§ TASK OBJECTIVE: The number of lines in the entries below holding the word "CsvInput" is all that is needed here.

§ RECORDS FOR THIS EXERCISE:
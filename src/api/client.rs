use reqwest::{multipart, Method, Response, StatusCode};
use serde::de::DeserializeOwned;
use serde::Serialize;
use serde_json::Value;
use url::Url;

use crate::config::AppConfig;
use crate::error::{detail_from_body, ClientError};
use crate::guard::routes::LANDING;
use crate::session::SessionContext;

pub const REFRESH_PATH: &str = "/api/auth/token/refresh/";

/// One multipart field
#[derive(Debug, Clone)]
pub enum FormPart {
    Text {
        name: String,
        value: String,
    },
    File {
        name: String,
        file_name: String,
        bytes: Vec<u8>,
    },
}

impl FormPart {
    pub fn text(name: impl Into<String>, value: impl Into<String>) -> Self {
        FormPart::Text {
            name: name.into(),
            value: value.into(),
        }
    }
}

#[derive(Debug, Clone)]
pub enum Body {
    Empty,
    Json(Value),
    Multipart(Vec<FormPart>),
}

/// A request that can be replayed after a token refresh.
///
/// `reqwest::RequestBuilder` cannot clone multipart bodies, so calls are
/// kept as plain data and rebuilt for every attempt.
#[derive(Debug, Clone)]
pub struct Call {
    pub method: Method,
    pub path: String,
    pub query: Vec<(String, String)>,
    pub body: Body,
}

impl Call {
    pub fn new(method: Method, path: impl Into<String>) -> Self {
        Self {
            method,
            path: path.into(),
            query: Vec::new(),
            body: Body::Empty,
        }
    }

    pub fn get(path: impl Into<String>) -> Self {
        Self::new(Method::GET, path)
    }

    pub fn post(path: impl Into<String>) -> Self {
        Self::new(Method::POST, path)
    }

    pub fn patch(path: impl Into<String>) -> Self {
        Self::new(Method::PATCH, path)
    }

    pub fn query(mut self, key: impl Into<String>, value: impl Into<String>) -> Self {
        self.query.push((key.into(), value.into()));
        self
    }

    pub fn json<B: Serialize>(mut self, body: &B) -> Result<Self, ClientError> {
        self.body = Body::Json(serde_json::to_value(body)?);
        Ok(self)
    }

    pub fn multipart(mut self, parts: Vec<FormPart>) -> Self {
        self.body = Body::Multipart(parts);
        self
    }
}

/// HTTP client bound to one backend and one session
#[derive(Debug, Clone)]
pub struct ApiClient {
    http: reqwest::Client,
    base: Url,
    session: SessionContext,
    landing: String,
}

impl ApiClient {
    pub fn new(base_url: &str, session: SessionContext) -> Result<Self, ClientError> {
        Self::with_http(base_url, session, reqwest::Client::new())
    }

    pub fn from_config(config: &AppConfig, session: SessionContext) -> Result<Self, ClientError> {
        let http = reqwest::Client::builder()
            .timeout(config.timeout())
            .build()?;
        Self::with_http(&config.api.base_url, session, http)
    }

    pub fn with_http(
        base_url: &str,
        session: SessionContext,
        http: reqwest::Client,
    ) -> Result<Self, ClientError> {
        let base = Url::parse(base_url.trim_end_matches('/'))
            .map_err(|e| ClientError::config(format!("invalid API base '{}': {}", base_url, e)))?;
        Ok(Self {
            http,
            base,
            session,
            landing: LANDING.to_string(),
        })
    }

    pub fn session(&self) -> &SessionContext {
        &self.session
    }

    pub fn base_url(&self) -> &Url {
        &self.base
    }

    fn url(&self, path: &str) -> Result<Url, ClientError> {
        // Plain concatenation keeps any path prefix on the base
        let base = self.base.as_str().trim_end_matches('/');
        Url::parse(&format!("{}{}", base, path))
            .map_err(|e| ClientError::config(format!("invalid path '{}': {}", path, e)))
    }

    fn build(&self, call: &Call, token: Option<&str>) -> Result<reqwest::RequestBuilder, ClientError> {
        let mut request = self.http.request(call.method.clone(), self.url(&call.path)?);

        if !call.query.is_empty() {
            request = request.query(&call.query);
        }
        if let Some(token) = token {
            request = request.bearer_auth(token);
        }

        request = match &call.body {
            Body::Empty => request,
            Body::Json(value) => request.json(value),
            Body::Multipart(parts) => {
                let mut form = multipart::Form::new();
                for part in parts {
                    form = match part {
                        FormPart::Text { name, value } => form.text(name.clone(), value.clone()),
                        FormPart::File {
                            name,
                            file_name,
                            bytes,
                        } => form.part(
                            name.clone(),
                            multipart::Part::bytes(bytes.clone())
                                .file_name(file_name.clone())
                                .mime_str("application/pdf")?,
                        ),
                    };
                }
                request.multipart(form)
            }
        };

        Ok(request)
    }

    async fn dispatch(&self, call: &Call, token: Option<&str>) -> Result<Response, ClientError> {
        tracing::debug!(
            "{} {} (auth: {})",
            call.method,
            call.path,
            if token.is_some() { "bearer" } else { "none" }
        );
        Ok(self.build(call, token)?.send().await?)
    }

    /// POST without credentials (login, signup)
    pub async fn post_json<B, T>(&self, path: &str, body: &B) -> Result<T, ClientError>
    where
        B: Serialize,
        T: DeserializeOwned,
    {
        let call = Call::post(path).json(body)?;
        let response = self.dispatch(&call, None).await?;
        let status = response.status();
        let bytes = response.bytes().await?;

        let parsed: Option<Value> = serde_json::from_slice(&bytes).ok();
        if !status.is_success() {
            return Err(ClientError::api(
                status.as_u16(),
                detail_from_body(parsed.as_ref(), "Invalid response"),
            ));
        }
        match parsed {
            Some(value) => Ok(serde_json::from_value(value)?),
            None => Err(ClientError::api(status.as_u16(), "Invalid response")),
        }
    }

    /// Authenticated call with a single refresh-and-retry on 401.
    ///
    /// A failed refresh clears the session and yields
    /// [`ClientError::SessionExpired`] pointing at the landing route; the
    /// original call is not replayed in that case.
    pub async fn auth_fetch<T: DeserializeOwned>(&self, call: Call) -> Result<T, ClientError> {
        let token = self.session.access_token();
        let mut response = self.dispatch(&call, token.as_deref()).await?;

        if response.status() == StatusCode::UNAUTHORIZED {
            if self.refresh_access().await {
                let token = self.session.access_token();
                response = self.dispatch(&call, token.as_deref()).await?;
            } else {
                if let Err(e) = self.session.logout() {
                    tracing::warn!("Failed to clear session after refresh failure: {}", e);
                }
                return Err(ClientError::session_expired(self.landing.clone()));
            }
        }

        Self::read_json(response).await
    }

    async fn read_json<T: DeserializeOwned>(response: Response) -> Result<T, ClientError> {
        let status = response.status();
        let bytes = response.bytes().await?;

        if !status.is_success() {
            let parsed: Option<Value> = serde_json::from_slice(&bytes).ok();
            return Err(ClientError::api(
                status.as_u16(),
                detail_from_body(parsed.as_ref(), "Request failed"),
            ));
        }

        if bytes.iter().all(u8::is_ascii_whitespace) {
            return Ok(serde_json::from_value(Value::Null)?);
        }
        Ok(serde_json::from_slice(&bytes)?)
    }

    /// Exchange the stored refresh token for a new access token.
    /// Returns false on any failure; never errors.
    pub async fn refresh_access(&self) -> bool {
        let Some(refresh) = self.session.refresh_token() else {
            tracing::warn!("Access token rejected and no refresh token stored");
            return false;
        };

        let call = match Call::post(REFRESH_PATH).json(&serde_json::json!({ "refresh": refresh })) {
            Ok(call) => call,
            Err(_) => return false,
        };

        let response = match self.dispatch(&call, None).await {
            Ok(response) => response,
            Err(e) => {
                tracing::warn!("Token refresh request failed: {}", e);
                return false;
            }
        };

        if !response.status().is_success() {
            tracing::warn!("Token refresh rejected with {}", response.status());
            return false;
        }

        let access = match response.json::<Value>().await {
            Ok(body) => body
                .get("access")
                .and_then(Value::as_str)
                .filter(|s| !s.is_empty())
                .map(str::to_string),
            Err(e) => {
                tracing::warn!("Token refresh returned unreadable body: {}", e);
                None
            }
        };

        match access {
            Some(access) => match self.session.replace_access(&access) {
                Ok(()) => {
                    tracing::info!("Access token refreshed");
                    true
                }
                Err(e) => {
                    tracing::warn!("Could not store refreshed token: {}", e);
                    false
                }
            },
            None => false,
        }
    }
}
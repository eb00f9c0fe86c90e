pub mod auth;
pub mod bonafide;
pub mod client;
pub mod notifications;
pub mod types;

pub use client::{ApiClient, Body, Call, FormPart, REFRESH_PATH};
pub use notifications::NotificationFeed;
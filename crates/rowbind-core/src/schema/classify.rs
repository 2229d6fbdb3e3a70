use crate::{
    diagnostic::Diagnostic,
    helper,
    model::{TemporalFamily, TypeUniverse, ValueKind},
};
use proc_macro2::Span;
use quote::ToTokens;
use syn::Ident;

/// Types assumed to carry the `FromStr` capability without further
/// evidence. The macro front end has no trait-resolution machinery, so the
/// parsable world is this closed set plus generic parameters with an
/// explicit `FromStr` bound.
const PARSABLE_PRIMITIVES: [&str; 20] = [
    "i8",
    "i16",
    "i32",
    "i64",
    "i128",
    "isize",
    "u8",
    "u16",
    "u32",
    "u64",
    "u128",
    "usize",
    "f32",
    "f64",
    "bool",
    "char",
    "IpAddr",
    "Ipv4Addr",
    "Ipv6Addr",
    "SocketAddr",
];

/// Map an underlying (`Option`-stripped) type to exactly one parsing
/// strategy. The decision order is fixed: date/time family, then declared
/// enums, then `String`, then the `FromStr` capability.
pub fn classify(
    universe: &TypeUniverse,
    property: &Ident,
    underlying: &syn::Type,
    format: Option<&(String, Span)>,
    generics: &syn::Generics,
) -> Result<ValueKind, Diagnostic> {
    let type_name = helper::last_path_ident(underlying).map(ToString::to_string);

    if let Some(family) = type_name
        .as_deref()
        .and_then(TemporalFamily::from_type_name)
    {
        return classify_temporal(property, family, format);
    }

    if let Some(name) = type_name.as_deref() {
        if let Some(decl) = universe.enum_decl(name) {
            if decl.has_non_unit {
                return Err(not_parsable(property, underlying));
            }
            return Ok(ValueKind::Symbol {
                enum_ident: decl.ident.clone(),
                variants: decl.variants.clone(),
            });
        }

        if name == "String" {
            return Ok(ValueKind::Text);
        }

        if PARSABLE_PRIMITIVES.contains(&name) || has_parse_bound(generics, name) {
            return Ok(ValueKind::Parsable);
        }
    }

    Err(not_parsable(property, underlying))
}

/// A date/time property can never fall back to an implicit format: the
/// format must be present, non-blank, and compile as a `time` format
/// description.
fn classify_temporal(
    property: &Ident,
    family: TemporalFamily,
    format: Option<&(String, Span)>,
) -> Result<ValueKind, Diagnostic> {
    let Some((format, span)) = format else {
        return Err(Diagnostic::missing_date_format(property.span(), property));
    };
    if format.trim().is_empty() {
        return Err(Diagnostic::missing_date_format(*span, property));
    }
    if let Err(error) = time::format_description::parse(format) {
        return Err(Diagnostic::invalid_date_format(*span, property, &error));
    }

    Ok(ValueKind::Temporal {
        family,
        format: format.clone(),
    })
}

/// A generic type parameter qualifies when at least one of its bounds is
/// `FromStr`; the first satisfying constraint wins.
fn has_parse_bound(generics: &syn::Generics, name: &str) -> bool {
    let inline = generics
        .type_params()
        .filter(|param| param.ident == name)
        .flat_map(|param| param.bounds.iter());

    let where_bounds = generics
        .where_clause
        .iter()
        .flat_map(|clause| clause.predicates.iter())
        .filter_map(|predicate| match predicate {
            syn::WherePredicate::Type(pred) => Some(pred),
            _ => None,
        })
        .filter(|pred| helper::last_path_ident(&pred.bounded_ty).is_some_and(|i| i == name))
        .flat_map(|pred| pred.bounds.iter());

    inline.chain(where_bounds).any(|bound| match bound {
        syn::TypeParamBound::Trait(trait_bound) => trait_bound
            .path
            .segments
            .last()
            .is_some_and(|segment| segment.ident == "FromStr"),
        _ => false,
    })
}

fn not_parsable(property: &Ident, underlying: &syn::Type) -> Diagnostic {
    Diagnostic::property_not_parsable(
        property.span(),
        property,
        &underlying.to_token_stream().to_string().replace(' ', ""),
    )
}
use rowbind_core::model::{FnDecl, ImplDecl};
use syn::{
    Attribute, Token,
    parse::{Parse, ParseStream},
};

///
/// CsvInput
///
/// The whole `csv_parse! { .. }` block: any number of struct, enum, and impl
/// declarations in source order.
///

pub struct CsvInput {
    pub items: Vec<CsvItem>,
}

impl Parse for CsvInput {
    fn parse(input: ParseStream) -> syn::Result<Self> {
        let mut items = Vec::new();
        while !input.is_empty() {
            items.push(input.parse()?);
        }
        Ok(Self { items })
    }
}

///
/// CsvItem
///

pub enum CsvItem {
    Record(syn::ItemStruct),
    Enum(syn::ItemEnum),
    Impl(CsvImpl),
}

impl Parse for CsvItem {
    fn parse(input: ParseStream) -> syn::Result<Self> {
        // Peek past attributes and visibility to find the item keyword.
        let ahead = input.fork();
        ahead.call(Attribute::parse_outer)?;
        let _vis: syn::Visibility = ahead.parse()?;

        if ahead.peek(Token![struct]) {
            input.parse().map(Self::Record)
        } else if ahead.peek(Token![enum]) {
            input.parse().map(Self::Enum)
        } else if ahead.peek(Token![impl]) {
            input.parse().map(Self::Impl)
        } else {
            Err(ahead.error("expected a struct, enum, or impl declaration"))
        }
    }
}

///
/// CsvImpl
///
/// An impl block whose fns are declared without bodies. `syn::ItemImpl`
/// rejects bodyless fns, so the block is parsed by hand: the fn items reuse
/// `syn::TraitItemFn`, which keeps the body optional, prefixed with an
/// explicit visibility `ItemImpl` would have carried.
///

pub struct CsvImpl {
    pub decl: ImplDecl,
}

impl Parse for CsvImpl {
    fn parse(input: ParseStream) -> syn::Result<Self> {
        input.parse::<Token![impl]>()?;
        let mut generics: syn::Generics = input.parse()?;
        let self_ty: syn::Type = input.parse()?;
        if input.peek(Token![where]) {
            generics.where_clause = Some(input.parse()?);
        }

        let content;
        syn::braced!(content in input);
        let mut fns = Vec::new();
        while !content.is_empty() {
            fns.push(parse_fn(&content)?);
        }

        Ok(Self {
            decl: ImplDecl {
                generics,
                self_ty,
                fns,
            },
        })
    }
}

fn parse_fn(input: ParseStream) -> syn::Result<FnDecl> {
    let attrs = input.call(Attribute::parse_outer)?;
    let vis: syn::Visibility = input.parse()?;
    let item: syn::TraitItemFn = input.parse()?;
    Ok(FnDecl {
        attrs,
        vis,
        sig: item.sig,
        body: item.default,
    })
}

#[cfg(test)]
mod tests {
    use super::*;

    #[test]
    fn parses_a_mixed_block() {
        let input: CsvInput = syn::parse_quote! {
            pub enum Grade { A, B }

            #[derive(Debug)]
            pub struct Person {
                #[csv]
                pub id: u32,
            }

            impl Person {
                pub fn parse(reader: &mut Reader) -> impl Iterator<Item = Result<Person>>;
            }
        };
        assert_eq!(input.items.len(), 3);
        assert!(matches!(input.items[0], CsvItem::Enum(_)));
        assert!(matches!(input.items[1], CsvItem::Record(_)));
        let CsvItem::Impl(block) = &input.items[2] else {
            panic!("expected an impl item");
        };
        assert_eq!(block.decl.fns.len(), 1);
        assert!(block.decl.fns[0].body.is_none());
    }

    #[test]
    fn keeps_a_supplied_body_for_later_rejection() {
        let input: CsvInput = syn::parse_quote! {
            impl Person {
                fn parse(reader: &mut Reader) -> impl Iterator<Item = Result<Person>> {
                    unimplemented!()
                }
            }
        };
        let CsvItem::Impl(block) = &input.items[0] else {
            panic!("expected an impl item");
        };
        assert!(block.decl.fns[0].body.is_some());
    }

    #[test]
    fn rejects_unknown_items() {
        let result: syn::Result<CsvInput> = syn::parse_str("fn loose() {}");
        assert!(result.is_err());
    }
}
use crate::{diagnostic::Diagnostic, model::BindingMeta};
use proc_macro2::Span;
use syn::{Ident, parse_quote};

///
/// FieldDecl
///
/// One declared member of a record. `attrs` are the passthrough attributes
/// with every `#[csv(...)]` already removed; `meta` is `Some` when a binding
/// attribute was present.
///

#[derive(Clone, Debug)]
pub struct FieldDecl {
    pub ident: Ident,
    pub vis: syn::Visibility,
    pub attrs: Vec<syn::Attribute>,
    pub ty: syn::Type,
    pub meta: Option<BindingMeta>,
}

///
/// RecordDecl
///

#[derive(Clone, Debug)]
pub struct RecordDecl {
    pub ident: Ident,
    pub vis: syn::Visibility,
    pub attrs: Vec<syn::Attribute>,
    pub generics: syn::Generics,
    /// Ancestor record in the same invocation, if any.
    pub extends: Option<Ident>,
    /// Treat every member as implicitly bound.
    pub include_all: bool,
    pub fields: Vec<FieldDecl>,
}

///
/// EnumDecl
///
/// A symbol type declared in the invocation. Only unit variants can be
/// parsed by name; `has_non_unit` makes the record unclassifiable as a
/// symbol source.
///

#[derive(Clone, Debug)]
pub struct EnumDecl {
    pub ident: Ident,
    pub variants: Vec<Ident>,
    pub has_non_unit: bool,
}

///
/// WellKnownTypes
///
/// The boundary abstractions every resolution pass relies on. Construction
/// goes through a per-name lookup so a deficient type universe is reported
/// once, aggregating every missing name.
///

#[derive(Clone, Debug)]
pub struct WellKnownTypes {
    pub reader: syn::Path,
    pub header: syn::Path,
    pub row: syn::Path,
    pub cancel_token: syn::Path,
    pub iterator_trait: syn::Path,
    pub stream_trait: syn::Path,
    pub result: syn::Path,
}

impl WellKnownTypes {
    pub const REQUIRED: [&'static str; 7] = [
        "Reader",
        "Header",
        "Row",
        "CancelToken",
        "Iterator",
        "Stream",
        "Result",
    ];

    /// Resolve every required name, or fail with a single aggregated
    /// diagnostic naming each missing one.
    pub fn resolve<F>(span: Span, lookup: F) -> Result<Self, Diagnostic>
    where
        F: Fn(&str) -> Option<syn::Path>,
    {
        let mut found = Vec::with_capacity(Self::REQUIRED.len());
        let mut missing = Vec::new();
        for name in Self::REQUIRED {
            match lookup(name) {
                Some(path) => found.push(path),
                None => missing.push(name),
            }
        }
        if !missing.is_empty() {
            return Err(Diagnostic::essential_types_not_found(span, &missing));
        }

        let mut found = found.into_iter();
        let mut next = || found.next().unwrap_or_else(|| parse_quote!(__unreachable));
        Ok(Self {
            reader: next(),
            header: next(),
            row: next(),
            cancel_token: next(),
            iterator_trait: next(),
            stream_trait: next(),
            result: next(),
        })
    }

    /// The standard table backed by the `rowbind` runtime surface.
    #[must_use]
    pub fn standard() -> Self {
        Self {
            reader: parse_quote!(::rowbind::Reader),
            header: parse_quote!(::rowbind::Header),
            row: parse_quote!(::rowbind::Row),
            cancel_token: parse_quote!(::rowbind::CancelToken),
            iterator_trait: parse_quote!(::core::iter::Iterator),
            stream_trait: parse_quote!(::rowbind::Stream),
            result: parse_quote!(::rowbind::Result),
        }
    }

    /// Final path segment of a well-known path, used for nominal matching
    /// of declared parameter and return types.
    #[must_use]
    pub fn name_of(path: &syn::Path) -> Option<&Ident> {
        path.segments.last().map(|segment| &segment.ident)
    }
}

///
/// TypeUniverse
///
/// Every record and enum declared in one invocation, in declaration order,
/// plus the well-known boundary types.
///

#[derive(Clone, Debug)]
pub struct TypeUniverse {
    records: Vec<RecordDecl>,
    enums: Vec<EnumDecl>,
    pub well_known: WellKnownTypes,
}

impl TypeUniverse {
    #[must_use]
    pub const fn new(well_known: WellKnownTypes) -> Self {
        Self {
            records: Vec::new(),
            enums: Vec::new(),
            well_known,
        }
    }

    pub fn add_record(&mut self, record: RecordDecl) {
        self.records.push(record);
    }

    pub fn add_enum(&mut self, decl: EnumDecl) {
        self.enums.push(decl);
    }

    #[must_use]
    pub fn record(&self, name: &str) -> Option<&RecordDecl> {
        self.records.iter().find(|r| r.ident == name)
    }

    #[must_use]
    pub fn enum_decl(&self, name: &str) -> Option<&EnumDecl> {
        self.enums.iter().find(|e| e.ident == name)
    }

    pub fn records(&self) -> impl Iterator<Item = &RecordDecl> {
        self.records.iter()
    }
}

#[cfg(test)]
mod tests {
    use super::*;

    #[test]
    fn resolve_reports_every_missing_name_once() {
        let result = WellKnownTypes::resolve(Span::call_site(), |name| match name {
            "Reader" | "Header" | "Row" | "Result" => Some(parse_quote!(::rowbind::Reader)),
            _ => None,
        });
        let diag = result.expect_err("universe is deficient");
        assert!(diag.message().contains("CancelToken, Iterator, Stream"));
    }

    #[test]
    fn resolve_succeeds_with_a_complete_table() {
        let result = WellKnownTypes::resolve(Span::call_site(), |name| {
            let ident = Ident::new(name, Span::call_site());
            Some(parse_quote!(::rowbind::#ident))
        });
        let well_known = result.expect("complete table");
        assert_eq!(
            WellKnownTypes::name_of(&well_known.cancel_token).map(ToString::to_string),
            Some("CancelToken".to_string())
        );
    }
}
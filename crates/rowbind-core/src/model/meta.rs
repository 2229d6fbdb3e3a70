use proc_macro2::Span;

///
/// HeaderName
///
/// One acceptable column name for a property, with the span of the literal
/// it came from.
///

#[derive(Clone, Debug)]
pub struct HeaderName {
    pub value: String,
    pub span: Span,
}

impl HeaderName {
    pub fn new(value: impl Into<String>, span: Span) -> Self {
        Self {
            value: value.into(),
            span,
        }
    }
}

///
/// BindingMeta
///
/// The declarative `#[csv(...)]` metadata attached to one member. `headers`
/// distinguishes "not specified" (`None`, the member name becomes the only
/// alias) from an explicitly empty alias list (`Some(vec![])`, a hard
/// error).
///

#[derive(Clone, Debug)]
pub struct BindingMeta {
    pub headers: Option<Vec<HeaderName>>,
    pub format: Option<(String, Span)>,
    pub required: bool,
    pub span: Span,
}

impl BindingMeta {
    #[must_use]
    pub const fn new(span: Span) -> Self {
        Self {
            headers: None,
            format: None,
            required: false,
            span,
        }
    }
}
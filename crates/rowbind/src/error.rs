use std::fmt;
use thiserror::Error as ThisError;

pub type Result<T> = std::result::Result<T, Error>;

///
/// Error
///
/// Everything a generated parsing procedure can fail with. Header
/// resolution failures surface once, before the first row; conversion
/// failures surface per row and name the offending property.
///

#[derive(Debug, ThisError)]
pub enum Error {
    #[error("{}", render_missing(.property, .names))]
    MissingColumn {
        property: String,
        names: Vec<String>,
    },

    #[error("the operation was cancelled")]
    Cancelled,

    #[error("error reading row data: {0}")]
    Read(#[from] csv::Error),

    #[error(transparent)]
    Io(#[from] std::io::Error),

    #[error("property '{property}' could not be converted: {message}")]
    Convert { property: String, message: String },

    #[error("property '{property}' has no symbol named '{value}'")]
    UnknownSymbol { property: String, value: String },
}

impl Error {
    #[must_use]
    pub fn missing_column(property: impl Into<String>, names: &[&str]) -> Self {
        Self::MissingColumn {
            property: property.into(),
            names: names.iter().map(ToString::to_string).collect(),
        }
    }

    #[must_use]
    pub fn convert(property: impl Into<String>, error: &dyn fmt::Display) -> Self {
        Self::Convert {
            property: property.into(),
            message: error.to_string(),
        }
    }

    #[must_use]
    pub fn unknown_symbol(property: impl Into<String>, value: impl Into<String>) -> Self {
        Self::UnknownSymbol {
            property: property.into(),
            value: value.into(),
        }
    }
}

fn render_missing(property: &str, names: &[String]) -> String {
    match names {
        [single] => format!("missing column '{single}' required by property '{property}'"),
        many => format!(
            "no column matching any of the names '{}' was found for property '{property}'",
            many.join("', '")
        ),
    }
}

#[cfg(test)]
mod tests {
    use super::*;

    #[test]
    fn missing_column_phrasing_matches_alias_count() {
        let one = Error::missing_column("id", &["ID"]);
        assert_eq!(
            one.to_string(),
            "missing column 'ID' required by property 'id'"
        );

        let many = Error::missing_column("id", &["ID", "Id"]);
        assert_eq!(
            many.to_string(),
            "no column matching any of the names 'ID', 'Id' was found for property 'id'"
        );
    }

    #[test]
    fn conversion_errors_name_the_property() {
        let err = Error::convert("count", &"invalid digit found in string");
        assert_eq!(
            err.to_string(),
            "property 'count' could not be converted: invalid digit found in string"
        );
    }

    #[test]
    fn unknown_symbol_carries_the_raw_value() {
        let err = Error::unknown_symbol("grade", "Z");
        assert_eq!(err.to_string(), "property 'grade' has no symbol named 'Z'");
    }
}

§ YOUR RESPONSE: 6